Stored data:
= = = = = = =

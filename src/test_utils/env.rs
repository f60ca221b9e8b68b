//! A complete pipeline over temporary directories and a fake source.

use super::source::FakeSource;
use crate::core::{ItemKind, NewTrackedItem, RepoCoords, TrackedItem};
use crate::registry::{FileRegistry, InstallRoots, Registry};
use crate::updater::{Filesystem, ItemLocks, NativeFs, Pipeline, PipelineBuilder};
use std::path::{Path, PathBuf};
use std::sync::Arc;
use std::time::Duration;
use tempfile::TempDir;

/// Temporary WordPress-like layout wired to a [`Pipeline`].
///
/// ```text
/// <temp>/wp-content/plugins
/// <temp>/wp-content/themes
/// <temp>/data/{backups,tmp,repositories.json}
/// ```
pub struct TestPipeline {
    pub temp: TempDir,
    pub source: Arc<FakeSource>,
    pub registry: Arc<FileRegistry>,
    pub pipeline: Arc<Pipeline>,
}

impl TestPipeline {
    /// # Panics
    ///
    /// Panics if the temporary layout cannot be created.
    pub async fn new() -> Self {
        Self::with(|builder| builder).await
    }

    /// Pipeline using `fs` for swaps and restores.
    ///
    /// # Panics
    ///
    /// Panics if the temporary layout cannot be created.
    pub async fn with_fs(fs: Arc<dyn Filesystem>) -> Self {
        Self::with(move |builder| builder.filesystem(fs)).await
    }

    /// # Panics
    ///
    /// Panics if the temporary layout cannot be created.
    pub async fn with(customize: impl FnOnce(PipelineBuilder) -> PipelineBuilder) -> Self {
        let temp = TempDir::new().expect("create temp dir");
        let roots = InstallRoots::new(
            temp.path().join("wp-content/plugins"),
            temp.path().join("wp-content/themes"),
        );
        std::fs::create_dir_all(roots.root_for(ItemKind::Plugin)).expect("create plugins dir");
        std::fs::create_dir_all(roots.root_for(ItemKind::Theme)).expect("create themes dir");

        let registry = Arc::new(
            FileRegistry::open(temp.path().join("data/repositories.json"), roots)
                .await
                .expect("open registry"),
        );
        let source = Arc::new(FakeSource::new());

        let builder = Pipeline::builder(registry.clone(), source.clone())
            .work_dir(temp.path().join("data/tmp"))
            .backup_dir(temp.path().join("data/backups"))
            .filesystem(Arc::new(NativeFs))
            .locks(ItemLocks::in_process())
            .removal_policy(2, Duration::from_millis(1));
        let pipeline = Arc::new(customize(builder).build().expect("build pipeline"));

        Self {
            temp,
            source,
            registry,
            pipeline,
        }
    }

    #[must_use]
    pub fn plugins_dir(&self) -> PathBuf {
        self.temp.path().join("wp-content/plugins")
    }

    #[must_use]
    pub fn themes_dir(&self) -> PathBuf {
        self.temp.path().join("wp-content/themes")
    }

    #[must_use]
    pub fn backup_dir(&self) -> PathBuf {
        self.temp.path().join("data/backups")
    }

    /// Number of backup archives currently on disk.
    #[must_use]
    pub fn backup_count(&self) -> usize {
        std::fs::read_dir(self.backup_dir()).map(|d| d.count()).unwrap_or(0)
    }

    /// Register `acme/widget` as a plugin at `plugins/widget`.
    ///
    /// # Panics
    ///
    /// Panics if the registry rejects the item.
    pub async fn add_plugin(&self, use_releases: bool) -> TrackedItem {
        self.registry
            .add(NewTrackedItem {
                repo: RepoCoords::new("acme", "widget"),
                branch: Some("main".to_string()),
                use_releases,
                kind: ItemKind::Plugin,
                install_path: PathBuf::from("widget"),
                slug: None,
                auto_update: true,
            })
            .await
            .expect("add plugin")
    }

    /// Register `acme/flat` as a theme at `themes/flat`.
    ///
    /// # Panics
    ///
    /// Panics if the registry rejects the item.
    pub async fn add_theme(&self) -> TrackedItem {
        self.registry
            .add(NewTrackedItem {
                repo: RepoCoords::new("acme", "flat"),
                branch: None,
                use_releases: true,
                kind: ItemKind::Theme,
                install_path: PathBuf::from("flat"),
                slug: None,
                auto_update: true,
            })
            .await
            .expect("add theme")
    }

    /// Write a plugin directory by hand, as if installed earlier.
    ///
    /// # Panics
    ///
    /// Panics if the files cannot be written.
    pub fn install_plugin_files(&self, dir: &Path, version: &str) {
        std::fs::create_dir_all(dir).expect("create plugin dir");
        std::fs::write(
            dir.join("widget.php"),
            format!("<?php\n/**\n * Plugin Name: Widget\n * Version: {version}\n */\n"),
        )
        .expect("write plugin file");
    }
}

= = = = = = =

§ Work to complete
From the first line to the last, give the data again exactly.

§ The answer
filename src/test_utils/env.rs
repository f60ca221b9e8b68b
//! A complete pipeline over temporary directories and a fake source.

use super::source::FakeSource;
use crate::core::{ItemKind, NewTrackedItem, RepoCoords, TrackedItem};
use crate::registry::{FileRegistry, InstallRoots, Registry};
use crate::updater::{Filesystem, ItemLocks, NativeFs, Pipeline, PipelineBuilder};
use std::path::{Path, PathBuf};
use std::sync::Arc;
use std::time::Duration;
use tempfile::TempDir;

/// Temporary WordPress-like layout wired to a [`Pipeline`].
///
/// ```text
/// <temp>/wp-content/plugins
/// <temp>/wp-content/themes
/// <temp>/data/{backups,tmp,repositories.json}
/// ```
pub struct TestPipeline {
    pub temp: TempDir,
    pub source: Arc<FakeSource>,
    pub registry: Arc<FileRegistry>,
    pub pipeline: Arc<Pipeline>,
}

impl TestPipeline {
    /// # Panics
    ///
    /// Panics if the temporary layout cannot be created.
    pub async fn new() -> Self {
        Self::with(|builder| builder).await
    }

    /// Pipeline using `fs` for swaps and restores.
    ///
    /// # Panics
    ///
    /// Panics if the temporary layout cannot be created.
    pub async fn with_fs(fs: Arc<dyn Filesystem>) -> Self {
        Self::with(move |builder| builder.filesystem(fs)).await
    }

    /// # Panics
    ///
    /// Panics if the temporary layout cannot be created.
    pub async fn with(customize: impl FnOnce(PipelineBuilder) -> PipelineBuilder) -> Self {
        let temp = TempDir::new().expect("create temp dir");
        let roots = InstallRoots::new(
            temp.path().join("wp-content/plugins"),
            temp.path().join("wp-content/themes"),
        );
        std::fs::create_dir_all(roots.root_for(ItemKind::Plugin)).expect("create plugins dir");
        std::fs::create_dir_all(roots.root_for(ItemKind::Theme)).expect("create themes dir");

        let registry = Arc::new(
            FileRegistry::open(temp.path().join("data/repositories.json"), roots)
                .await
                .expect("open registry"),
        );
        let source = Arc::new(FakeSource::new());

        let builder = Pipeline::builder(registry.clone(), source.clone())
            .work_dir(temp.path().join("data/tmp"))
            .backup_dir(temp.path().join("data/backups"))
            .filesystem(Arc::new(NativeFs))
            .locks(ItemLocks::in_process())
            .removal_policy(2, Duration::from_millis(1));
        let pipeline = Arc::new(customize(builder).build().expect("build pipeline"));

        Self {
            temp,
            source,
            registry,
            pipeline,
        }
    }

    #[must_use]
    pub fn plugins_dir(&self) -> PathBuf {
        self.temp.path().join("wp-content/plugins")
    }

    #[must_use]
    pub fn themes_dir(&self) -> PathBuf {
        self.temp.path().join("wp-content/themes")
    }

    #[must_use]
    pub fn backup_dir(&self) -> PathBuf {
        self.temp.path().join("data/backups")
    }

    /// Number of backup archives currently on disk.
    #[must_use]
    pub fn backup_count(&self) -> usize {
        std::fs::read_dir(self.backup_dir()).map(|d| d.count()).unwrap_or(0)
    }

    /// Register `acme/widget` as a plugin at `plugins/widget`.
    ///
    /// # Panics
    ///
    /// Panics if the registry rejects the item.
    pub async fn add_plugin(&self, use_releases: bool) -> TrackedItem {
        self.registry
            .add(NewTrackedItem {
                repo: RepoCoords::new("acme", "widget"),
                branch: Some("main".to_string()),
                use_releases,
                kind: ItemKind::Plugin,
                install_path: PathBuf::from("widget"),
                slug: None,
                auto_update: true,
            })
            .await
            .expect("add plugin")
    }

    /// Register `acme/flat` as a theme at `themes/flat`.
    ///
    /// # Panics
    ///
    /// Panics if the registry rejects the item.
    pub async fn add_theme(&self) -> TrackedItem {
        self.registry
            .add(NewTrackedItem {
                repo: RepoCoords::new("acme", "flat"),
                branch: None,
                use_releases: true,
                kind: ItemKind::Theme,
                install_path: PathBuf::from("flat"),
                slug: None,
                auto_update: true,
            })
            .await
            .expect("add theme")
    }

    /// Write a plugin directory by hand, as if installed earlier.
    ///
    /// # Panics
    ///
    /// Panics if the files cannot be written.
    pub fn install_plugin_files(&self, dir: &Path, version: &str) {
        std::fs::create_dir_all(dir).expect("create plugin dir");
        std::fs::write(
            dir.join("widget.php"),
            format!("<?php\n/**\n * Plugin Name: Widget\n * Version: {version}\n */\n"),
        )
        .expect("write plugin file");
    }
}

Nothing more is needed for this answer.